Getting to the Island
Seeing as it is an island, and it is located a fair ways off the coast, the only transport available for visitors is by plane. This was one of the greatest joys of the whole experience, especially since I went during whale season (July - October) - chances are you’ll see a humpback or two cruising along down beneath you! Their blows and splashes are unmistakable, even from a few hundred meters up in the air. The pilots were chipper (they have the world’s best office, my goodness) and happy to point out the sights along the way. I made sure to hop in the front seat of the plane - make sure to ask, they’re happy to have company up there and you’ll get some breathtaking views!

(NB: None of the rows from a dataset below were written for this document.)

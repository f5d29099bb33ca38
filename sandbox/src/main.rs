// Copyright 2025 eraflo
//
// Licensed under the Apache License, Version 2.0 (the "License");
// you may not use this file except in compliance with the License.
// You may obtain a copy of the License at
//
//     http://www.apache.org/licenses/LICENSE-2.0
//
// Unless required by applicable law or agreed to in writing, software
// distributed under the License is distributed on an "AS IS" BASIS,
// WITHOUT WARRANTIES OR CONDITIONS OF ANY KIND, either express or implied.
// See the License for the specific language governing permissions and
// limitations under the License.

// Goo sandbox
// Headless run of a scene with a short scripted input sequence.

use std::cell::RefCell;
use std::path::PathBuf;
use std::rc::Rc;

use anyhow::{Context, Result};
use clap::Parser;
use goo_agents::player_agent::PlayerAgent;
use goo_sdk::prelude::*;
use goo_sdk::{GameConfig, GameWorld, PlayerCommand};

#[derive(Parser, Debug)]
#[command(name = "sandbox")]
#[command(version, about, long_about = None)]
struct Args {
    /// RON scene to load
    #[arg(default_value = concat!(env!("CARGO_MANIFEST_DIR"), "/scenes/demo.ron"))]
    scene: PathBuf,

    /// Seconds of game time to simulate
    #[arg(short, long, default_value_t = 10.0)]
    seconds: f32,

    /// Name of the player agent to report on
    #[arg(short, long, default_value = "player")]
    player: String,

    /// Disable the scripted input
    #[arg(long)]
    idle: bool,
}

const FRAME: f32 = 1.0 / 60.0;

/// Input replayed by the sandbox, keyed by frame.
const SCRIPT: &[(u64, PlayerCommand)] = &[
    (30, PlayerCommand::Move { direction: Vec2::X }),
    (
        60,
        PlayerCommand::Shoot {
            target: Vec2::new(8.0, 4.0),
            force: 1.0,
        },
    ),
    (120, PlayerCommand::ChangeControl),
    (150, PlayerCommand::Move { direction: Vec2::X }),
    (240, PlayerCommand::ChangeControl),
    (
        300,
        PlayerCommand::Shoot {
            target: Vec2::new(-8.0, 4.0),
            force: 0.5,
        },
    ),
    (420, PlayerCommand::Sacrifice),
];

/// Logs the game-level events presentation code would react to.
struct Reporter {
    game_over: bool,
}

impl EventListener<PhysicsWorld> for Reporter {
    fn handle_event(
        &mut self,
        event: &EventPtr,
        _bus: &mut EventBus<PhysicsWorld>,
        _ctx: &mut PhysicsWorld,
    ) -> bool {
        match event.data() {
            EventData::BlobHealthChanged {
                integrity, is_main, ..
            } => {
                log::info!(
                    "[{:6.2}s] blob integrity {integrity:.0} (main: {is_main})",
                    event.timestamp()
                );
            }
            EventData::Collected { points, .. } => {
                log::info!("[{:6.2}s] collected {points} points", event.timestamp());
            }
            EventData::BlobDeath(info) => {
                log::info!(
                    "[{:6.2}s] blob died at ({:.1}, {:.1}), {} bodies hit",
                    event.timestamp(),
                    info.position.x,
                    info.position.y,
                    info.affected_bodies.len()
                );
            }
            EventData::GameOver { .. } => {
                log::warn!("[{:6.2}s] game over", event.timestamp());
                self.game_over = true;
            }
            _ => {}
        }
        false
    }

    fn listener_name(&self) -> &str {
        "sandbox-reporter"
    }
}

fn report(world: &GameWorld, player: &str) {
    let Some(agent) = world.agent_as::<PlayerAgent>(player) else {
        log::info!("'{player}' is gone.");
        return;
    };
    if let Some(main) = agent.main_blob() {
        let position = main.position();
        log::info!(
            "main blob at ({:.2}, {:.2}), integrity {:.0}%, radius {:.2}, {} skin contacts",
            position.x,
            position.y,
            main.integrity_percent() * 100.0,
            main.radius(),
            main.skin_contacts()
        );
    }
    log::info!(
        "score {}, {} thrown blob(s), controlling {}",
        agent.score(),
        agent.scattered_blobs().len() + usize::from(agent.secondary_blob().is_some()),
        if agent.is_controlling_secondary() {
            "secondary"
        } else {
            "main"
        }
    );
}

fn main() -> Result<()> {
    goo_infra::logging::init("info");
    let args = Args::parse();

    let config = GameConfig::load(&args.scene)?;
    let mut world = GameWorld::from_config(&config)
        .with_context(|| format!("Failed to build scene '{}'", args.scene.display()))?;

    let reporter = Rc::new(RefCell::new(Reporter { game_over: false }));
    let handle: ListenerHandle<PhysicsWorld> = reporter.clone();
    for kind in [
        EventKind::BlobHealthChanged,
        EventKind::Collected,
        EventKind::BlobDeath,
        EventKind::GameOver,
    ] {
        world.add_listener(&handle, kind)?;
    }

    let frames = (args.seconds / FRAME).round() as u64;
    let mut lines = DebugLines::default();
    log::info!("Running '{}' for {frames} frames.", args.scene.display());
    for frame in 0..frames {
        if !args.idle {
            for (_, command) in SCRIPT.iter().filter(|(at, _)| *at == frame) {
                world.inbox().send(*command);
            }
        }
        world.tick(FRAME);

        if frame % 60 == 59 {
            lines.clear();
            world.debug_draw(&mut lines);
            log::info!(
                "--- t = {:.1}s, {} debug lines ---",
                world.bus().now(),
                lines.line_count()
            );
            report(&world, &args.player);
        }
        if reporter.borrow().game_over {
            break;
        }
    }

    world.remove_listener(&handle);
    world.shutdown();
    Ok(())
}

The landing strip is quite literally a strip of grass running the whole length of the island, splitting right through the middle. On one side, you’ll find the actual buildings that make up the resort, including accommodations, dining areas, the dive shop, locker rooms, reservations, and the like. On the other side of the landing strip, tucked away in the trees, are the staff accommodations as well as access to some of the mind-blowing snorkel and dive sites on the island.

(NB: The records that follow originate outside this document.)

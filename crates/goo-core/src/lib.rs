// Copyright 2025 eraflo
//
// Licensed under the Apache License, Version 2.0 (the "License");
// you may not use this file except in compliance with the License.
// You may obtain a copy of the License at
//
//     http://www.apache.org/licenses/LICENSE-2.0
//
// Unless required by applicable law or agreed to in writing, software
// distributed under the License is distributed on an "AS IS" BASIS,
// WITHOUT WARRANTIES OR CONDITIONS OF ANY KIND, either express or implied.
// See the License for the specific language governing permissions and
// limitations under the License.

//! # Goo Core
//!
//! Foundational crate containing the math primitives, the event bus, the
//! physics simulator contract and the identity types shared by every other
//! crate of the runtime.

#![warn(missing_docs)]

pub mod agent;
pub mod event;
pub mod math;
pub mod physics;

pub use agent::{AgentId, AgentType};
pub use event::{Event, EventBus, EventKind, EventPtr};
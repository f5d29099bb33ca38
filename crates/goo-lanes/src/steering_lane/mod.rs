// Copyright 2025 eraflo
//
// Licensed under the Apache License, Version 2.0 (the "License");
// you may not use this file except in compliance with the License.
// You may obtain a copy of the License at
//
//     http://www.apache.org/licenses/LICENSE-2.0
//
// Unless required by applicable law or agreed to in writing, software
// distributed under the License is distributed on an "AS IS" BASIS,
// WITHOUT WARRANTIES OR CONDITIONS OF ANY KIND, either express or implied.
// See the License for the specific language governing permissions and
// limitations under the License.

//! Steering Lane
//!
//! Seek and wander behaviors for AI-driven bodies. Forces are only applied
//! on updates where the physics bridge actually stepped, so a frame rate
//! above the simulation rate does not pile up forces.

use goo_core::math::Vec2;
use goo_core::physics::BodyHandle;
use rand::rngs::StdRng;
use rand::{Rng, SeedableRng};
use serde::{Deserialize, Serialize};

use crate::physics_lane::PhysicsWorld;

/// Tunables of the steering behaviors.
#[derive(Debug, Clone, PartialEq, Serialize, Deserialize)]
#[serde(default)]
pub struct SteeringParams {
    /// Speed the behaviors steer toward.
    pub max_speed: f32,
    /// Upper bound of the applied force.
    pub max_force: f32,
    /// Radius of the wander circle.
    pub wander_radius: f32,
    /// Distance of the wander circle ahead of the body.
    pub wander_distance: f32,
    /// Random displacement added to the wander point each step.
    pub wander_jitter: f32,
}

impl Default for SteeringParams {
    fn default() -> Self {
        Self {
            max_speed: 4.0,
            max_force: 30.0,
            wander_radius: 1.0,
            wander_distance: 2.0,
            wander_jitter: 0.4,
        }
    }
}

/// Force that turns `velocity` into `desired` over `dt`, clamped to `max_force`.
pub fn steering_force(desired: Vec2, velocity: Vec2, mass: f32, dt: f32, max_force: f32) -> Vec2 {
    if dt <= 0.0 {
        return Vec2::ZERO;
    }
    ((desired - velocity) * (mass / dt)).clamp_length(max_force)
}

/// Per-agent steering state.
#[derive(Debug, Clone)]
pub struct Steering {
    params: SteeringParams,
    rng: StdRng,
    target: Option<Vec2>,
    wander_point: Vec2,
    wander_enabled: bool,
}

impl Steering {
    /// Creates a steering state whose wander jitter is seeded with `seed`.
    pub fn new(params: SteeringParams, seed: u64) -> Self {
        Self {
            wander_point: Vec2::X * params.wander_radius,
            params,
            rng: StdRng::seed_from_u64(seed),
            target: None,
            wander_enabled: false,
        }
    }

    pub fn params(&self) -> &SteeringParams {
        &self.params
    }

    /// Point that [`Steering::seek`] steers toward.
    pub fn target(&self) -> Option<Vec2> {
        self.target
    }

    pub fn set_target(&mut self, target: Option<Vec2>) {
        self.target = target;
    }

    pub fn wander_enabled(&self) -> bool {
        self.wander_enabled
    }

    /// Wandering is off until a state turns it on.
    pub fn set_wander_enabled(&mut self, enabled: bool) {
        self.wander_enabled = enabled;
    }

    /// Pushes `body` toward the target.
    ///
    /// ## Returns
    /// The applied force, or `None` when physics did not step this update,
    /// there is no target or the body is gone.
    pub fn seek(&mut self, body: BodyHandle, dt: f32, physics: &mut PhysicsWorld) -> Option<Vec2> {
        if !physics.physics_stepped() {
            return None;
        }
        let target = self.target?;
        let state = physics.body_state(body)?;
        let desired = (target - state.position).normalize() * self.params.max_speed;
        let force = steering_force(desired, state.linear_velocity, state.mass, dt, self.params.max_force);
        physics.apply_force(body, force);
        log::trace!("Seek {body}: force ({:.2}, {:.2}).", force.x, force.y);
        Some(force)
    }

    /// Pushes `body` toward a jittered point on a circle projected ahead of it.
    ///
    /// ## Returns
    /// The applied force, or `None` when wandering is disabled, physics did
    /// not step this update or the body is gone.
    pub fn wander(&mut self, body: BodyHandle, dt: f32, physics: &mut PhysicsWorld) -> Option<Vec2> {
        if !self.wander_enabled || !physics.physics_stepped() {
            return None;
        }
        let state = physics.body_state(body)?;

        let jitter = self.params.wander_jitter;
        let nudge = Vec2::new(
            self.rng.random_range(-1.0..=1.0) * jitter,
            self.rng.random_range(-1.0..=1.0) * jitter,
        );
        self.wander_point = (self.wander_point + nudge).normalize() * self.params.wander_radius;
        if self.wander_point == Vec2::ZERO {
            self.wander_point = Vec2::X * self.params.wander_radius;
        }

        let mut heading = state.linear_velocity.normalize();
        if heading == Vec2::ZERO {
            heading = Vec2::X;
        }
        let ahead = heading * self.params.wander_distance + self.wander_point;
        let desired = ahead.normalize() * self.params.max_speed;
        let force = steering_force(desired, state.linear_velocity, state.mass, dt, self.params.max_force);
        physics.apply_force(body, force);
        Some(force)
    }
}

After our scenic flight, we tumbled excitedly out of the plane. I was one of the few day-trippers, so after a thorough briefing by a cheerful staff member on the activities scheduled throughout the day and general safety procedures on the island, I breezed through check-in, hit up the locker rooms, pulled on my wettie, grabbed my mask and fins, and practically ran to the beach.
Beginner Snorkel Spots on Lady Elliot Island
As I mentioned earlier, the snorkeling on the island is one of the biggest draws to visit. There is an incredible array of marine life and a snorkel site to suit every ability. The lagoon (located on the east side of the island, by the accommodation) is ideal for novice snorkelers, as the water is very calm and protected. It is tide dependent, so that’s why I practically ran here after the orientation to dunk myself before it got too shallow. Just because it’s a beginners spot doesn’t mean it should be skipped by those more experienced - many people exclaim they’ve had the most amazing snorkel experiences of their lives here. I was blown away by how many sea turtles cruised by, gracefully winging their way over the colorful coral and fish below them. I even tagged along behind a black-tip reef shark for a while, but quickly figured out these animals are much stronger swimmers than I am! I was wiped out.

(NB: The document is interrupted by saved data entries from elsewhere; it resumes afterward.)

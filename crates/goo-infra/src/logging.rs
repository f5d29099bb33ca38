// Copyright 2025 eraflo
//
// Licensed under the Apache License, Version 2.0 (the "License");
// you may not use this file except in compliance with the License.
// You may obtain a copy of the License at
//
//     http://www.apache.org/licenses/LICENSE-2.0
//
// Unless required by applicable law or agreed to in writing, software
// distributed under the License is distributed on an "AS IS" BASIS,
// WITHOUT WARRANTIES OR CONDITIONS OF ANY KIND, either express or implied.
// See the License for the specific language governing permissions and
// limitations under the License.

//! `env_logger` bootstrap shared by binaries and integration tests.

use env_logger::{Builder, Env};

/// Installs the global logger, honoring `RUST_LOG` and falling back to
/// `default_filter`.
///
/// Calling it more than once is harmless: later calls leave the first
/// logger in place.
pub fn init(default_filter: &str) {
    let result = Builder::from_env(Env::default().default_filter_or(default_filter))
        .format_timestamp_millis()
        .try_init();
    if result.is_ok() {
        log::debug!("Logger initialized with default filter '{default_filter}'.");
    }
}

/// Logger for tests: output is captured by the test harness.
pub fn init_for_tests() {
    let _ = Builder::from_env(Env::default().default_filter_or("debug"))
        .is_test(true)
        .try_init();
}
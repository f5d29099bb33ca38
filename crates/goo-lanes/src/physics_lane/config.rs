// Copyright 2025 eraflo
//
// Licensed under the Apache License, Version 2.0 (the "License");
// you may not use this file except in compliance with the License.
// You may obtain a copy of the License at
//
//     http://www.apache.org/licenses/LICENSE-2.0
//
// Unless required by applicable law or agreed to in writing, software
// distributed under the License is distributed on an "AS IS" BASIS,
// WITHOUT WARRANTIES OR CONDITIONS OF ANY KIND, either express or implied.
// See the License for the specific language governing permissions and
// limitations under the License.

use goo_core::math::{Aabb, Vec2};
use serde::{Deserialize, Serialize};

/// Simulation settings for the [`super::PhysicsBridge`].
#[derive(Debug, Clone, PartialEq, Serialize, Deserialize)]
#[serde(default)]
pub struct PhysicsConfig {
    /// World gravity.
    pub gravity: Vec2,
    /// Duration of one simulator step, in seconds.
    pub fixed_timestep: f32,
    /// Largest amount of unsimulated time carried between updates.
    pub max_backlog: f32,
    /// Velocity solver iterations per step.
    pub velocity_iterations: u32,
    /// Position solver iterations per step.
    pub position_iterations: u32,
    /// Bodies leaving these limits are reported as out of limits.
    pub world_bounds: Option<Aabb>,
}

impl Default for PhysicsConfig {
    fn default() -> Self {
        Self {
            gravity: Vec2::new(0.0, -10.0),
            fixed_timestep: 1.0 / 60.0,
            max_backlog: 0.25,
            velocity_iterations: 8,
            position_iterations: 3,
            world_bounds: None,
        }
    }
}
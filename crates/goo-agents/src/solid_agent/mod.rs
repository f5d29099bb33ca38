// Copyright 2025 eraflo
//
// Licensed under the Apache License, Version 2.0 (the "License");
// you may not use this file except in compliance with the License.
// You may obtain a copy of the License at
//
//     http://www.apache.org/licenses/LICENSE-2.0
//
// Unless required by applicable law or agreed to in writing, software
// distributed under the License is distributed on an "AS IS" BASIS,
// WITHOUT WARRANTIES OR CONDITIONS OF ANY KIND, either express or implied.
// See the License for the specific language governing permissions and
// limitations under the License.

//! Plain physics bodies: walls, floors, crates.
//!
//! A solid can be "wetted" by a blob dying next to it: its friction switches
//! to a wet value for a while, then dries back.

use std::any::Any;

use goo_core::agent::{AgentId, AgentType};
use goo_core::event::{EventData, EventPtr};
use goo_core::math::Vec2;
use goo_core::physics::{BodyDef, BodyHandle, BodyType, ShapeDef};
use serde::{Deserialize, Serialize};

use crate::agent::{Agent, AgentContext, AgentError};

/// Parameters of a [`SolidAgent`].
#[derive(Debug, Clone, PartialEq, Serialize, Deserialize)]
#[serde(default)]
pub struct SolidParams {
    /// The body to create. Its owner tag is overwritten with the agent id.
    pub body: BodyDef,
    /// Friction while wet. `None` disables the wetness response.
    pub wet_friction: Option<f32>,
    /// Friction restored once dry.
    pub dry_friction: f32,
    /// How long the body stays wet.
    pub wet_duration: f32,
    /// Initial render layer.
    pub layer: i32,
}

impl Default for SolidParams {
    fn default() -> Self {
        Self {
            body: BodyDef {
                body_type: BodyType::Static,
                shapes: vec![ShapeDef::cuboid(1.0, 1.0)],
                ..Default::default()
            },
            wet_friction: None,
            dry_friction: 0.3,
            wet_duration: 3.0,
            layer: 0,
        }
    }
}

impl SolidParams {
    /// A static box centered on `position`.
    pub fn static_box(position: Vec2, half_extents: Vec2) -> Self {
        let mut params = Self::default();
        params.body.position = position;
        params.body.shapes = vec![ShapeDef::cuboid(half_extents.x, half_extents.y)];
        params
    }
}

/// A single body with an optional wetness response.
pub struct SolidAgent {
    name: String,
    id: AgentId,
    params: SolidParams,
    body: Option<BodyHandle>,
    wet_timer: Option<f32>,
    layer: i32,
    alive: bool,
}

impl SolidAgent {
    /// Builds the agent; bodies are created by [`Agent::create`].
    pub fn new(name: &str, id: AgentId, params: SolidParams) -> Self {
        Self {
            name: name.to_owned(),
            id,
            layer: params.layer,
            params,
            body: None,
            wet_timer: None,
            alive: true,
        }
    }

    /// The agent's body, once created.
    pub fn body(&self) -> Option<BodyHandle> {
        self.body
    }

    /// Whether the wetness response is currently active.
    pub fn is_wet(&self) -> bool {
        self.wet_timer.is_some()
    }

    fn wet(&mut self, ctx: &mut AgentContext<'_>) {
        let (Some(body), Some(friction)) = (self.body, self.params.wet_friction) else {
            return;
        };
        if ctx.physics.change_friction_of_body(body, friction).is_ok() {
            log::debug!("'{}' is wet for {:.1}s.", self.name, self.params.wet_duration);
            self.wet_timer = Some(self.params.wet_duration);
        }
    }
}

impl Agent for SolidAgent {
    fn name(&self) -> &str {
        &self.name
    }

    fn id(&self) -> AgentId {
        self.id
    }

    fn agent_type(&self) -> AgentType {
        AgentType::Generic
    }

    fn create(&mut self, ctx: &mut AgentContext<'_>) -> Result<(), AgentError> {
        let def = BodyDef {
            owner: Some(self.id),
            ..self.params.body.clone()
        };
        let body = ctx
            .physics
            .create_body(&def, Some(&self.name))
            .map_err(|err| AgentError::physics(&self.name, err))?;
        self.body = Some(body);
        Ok(())
    }

    fn update_state(&mut self, dt: f32, ctx: &mut AgentContext<'_>) {
        let Some(remaining) = self.wet_timer.as_mut() else {
            return;
        };
        *remaining -= dt;
        if *remaining > 0.0 {
            return;
        }
        self.wet_timer = None;
        if let Some(body) = self.body {
            if ctx
                .physics
                .change_friction_of_body(body, self.params.dry_friction)
                .is_ok()
            {
                log::debug!("'{}' dried.", self.name);
            }
        }
    }

    fn on_event(&mut self, event: &EventPtr, ctx: &mut AgentContext<'_>) -> bool {
        match event.data() {
            EventData::BlobDeath(info) => {
                let hit = self
                    .body
                    .is_some_and(|body| info.affected_bodies.contains(&body));
                if hit {
                    self.wet(ctx);
                }
                hit
            }
            EventData::RenderInLayer { agent, layer } if *agent == self.name => {
                self.layer = *layer;
                true
            }
            _ => false,
        }
    }

    fn on_out_of_limits(&mut self, _body: BodyHandle, _ctx: &mut AgentContext<'_>) -> bool {
        log::info!("'{}' left the world limits.", self.name);
        self.alive = false;
        true
    }

    fn is_alive(&self) -> bool {
        self.alive
    }

    fn destroy(&mut self, ctx: &mut AgentContext<'_>) {
        if let Some(body) = self.body.take() {
            let _ = ctx.physics.destroy_body(body);
        }
        self.alive = false;
    }

    fn bodies(&self) -> Vec<BodyHandle> {
        self.body.into_iter().collect()
    }

    fn render_layer(&self) -> i32 {
        self.layer
    }

    fn as_any(&self) -> &dyn Any {
        self
    }

    fn as_any_mut(&mut self) -> &mut dyn Any {
        self
    }
}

The other snorkel spots are on the west side of the island. It certainly is more of an adventure and only recommended for experienced snorkelers, but even if you’re a salty newbie, they do offer guided snorkel tours and glass-bottom boat tours throughout the day free-of-charge. You just need to sign up on arrival. Even though I could’ve just spent the day snorkeling on my own, I decided to go on the glass-bottom tour per a friend’s recommendation, and I am so glad I did! The crew was very knowledgable and it was great to learn about the ecology of the island and the reef surrounding us from folks who have been living on the island for a while. We saw four different manta rays, which frequent the waters around Lady Elliot, and they were massive. I’ve snorkeled with them before on the Big Island of Hawai’i, but there is something so calming about seeing these massive winged beasts. It never gets old. I met some happy, cheerful people onboard the boat as well, but I was mostly excited to talk to the guides and captain. I love interacting with those who share the marine tourism lifestyle - we have so many things in common, and it’s a curious but delightful life we lead. Plus, captain dude was pretty cute. That helped.
What to Eat
After the boat tour, I headed to the dining area for the included lunch buffet. Perfectly content to stuff myself with their plethora of veggie options, I perhaps ate a bit too fast. I just wanted to be back in the water! After giving my stomach approximately two minutes to digest, I grabbed my gear again and headed back to the west side of the island, determined to explore more of the magical snorkel sites I had become oriented with on the glass-bottom boat.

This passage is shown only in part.